PROBLEM DETAILS: Write out the entries below exactly, from the first line to the one with "of one stream", both ends included.

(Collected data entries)
□ □ □ □

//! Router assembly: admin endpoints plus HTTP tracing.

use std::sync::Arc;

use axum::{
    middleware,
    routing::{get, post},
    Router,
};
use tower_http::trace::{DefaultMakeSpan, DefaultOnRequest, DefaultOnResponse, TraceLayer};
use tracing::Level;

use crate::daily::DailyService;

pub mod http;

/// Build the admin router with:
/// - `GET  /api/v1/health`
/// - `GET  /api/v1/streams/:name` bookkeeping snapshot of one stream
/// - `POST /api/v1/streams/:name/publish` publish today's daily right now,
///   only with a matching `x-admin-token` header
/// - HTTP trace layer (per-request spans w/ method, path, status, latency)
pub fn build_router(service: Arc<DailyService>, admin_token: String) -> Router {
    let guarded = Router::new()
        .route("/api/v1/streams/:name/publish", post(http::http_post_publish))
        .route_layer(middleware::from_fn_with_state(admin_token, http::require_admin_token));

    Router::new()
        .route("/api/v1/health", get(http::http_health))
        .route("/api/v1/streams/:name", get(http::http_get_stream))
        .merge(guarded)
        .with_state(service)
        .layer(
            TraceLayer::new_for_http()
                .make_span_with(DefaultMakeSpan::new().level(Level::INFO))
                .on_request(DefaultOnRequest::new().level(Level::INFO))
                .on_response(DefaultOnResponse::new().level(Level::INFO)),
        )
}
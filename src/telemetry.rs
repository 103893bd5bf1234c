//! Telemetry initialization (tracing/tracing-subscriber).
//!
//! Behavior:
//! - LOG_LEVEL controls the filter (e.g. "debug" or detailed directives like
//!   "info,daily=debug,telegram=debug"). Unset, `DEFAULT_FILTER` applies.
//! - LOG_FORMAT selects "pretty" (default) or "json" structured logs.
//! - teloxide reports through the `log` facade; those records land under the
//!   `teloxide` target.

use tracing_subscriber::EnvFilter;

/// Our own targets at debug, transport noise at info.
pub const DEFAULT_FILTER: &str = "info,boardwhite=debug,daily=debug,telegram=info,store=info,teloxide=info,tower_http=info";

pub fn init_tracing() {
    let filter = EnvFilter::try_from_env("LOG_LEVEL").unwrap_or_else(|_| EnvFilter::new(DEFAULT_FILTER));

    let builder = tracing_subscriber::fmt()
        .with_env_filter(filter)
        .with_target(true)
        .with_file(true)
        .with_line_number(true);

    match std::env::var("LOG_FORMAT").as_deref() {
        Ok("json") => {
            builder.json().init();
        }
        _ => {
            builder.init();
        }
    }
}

□ □ □ □

YOUR RESPONSE:
//! Router assembly: admin endpoints plus HTTP tracing.

use std::sync::Arc;

use axum::{
    middleware,
    routing::{get, post},
    Router,
};
use tower_http::trace::{DefaultMakeSpan, DefaultOnRequest, DefaultOnResponse, TraceLayer};
use tracing::Level;

use crate::daily::DailyService;

pub mod http;

/// Build the admin router with:
/// - `GET  /api/v1/health`
/// - `GET  /api/v1/streams/:name` bookkeeping snapshot of one stream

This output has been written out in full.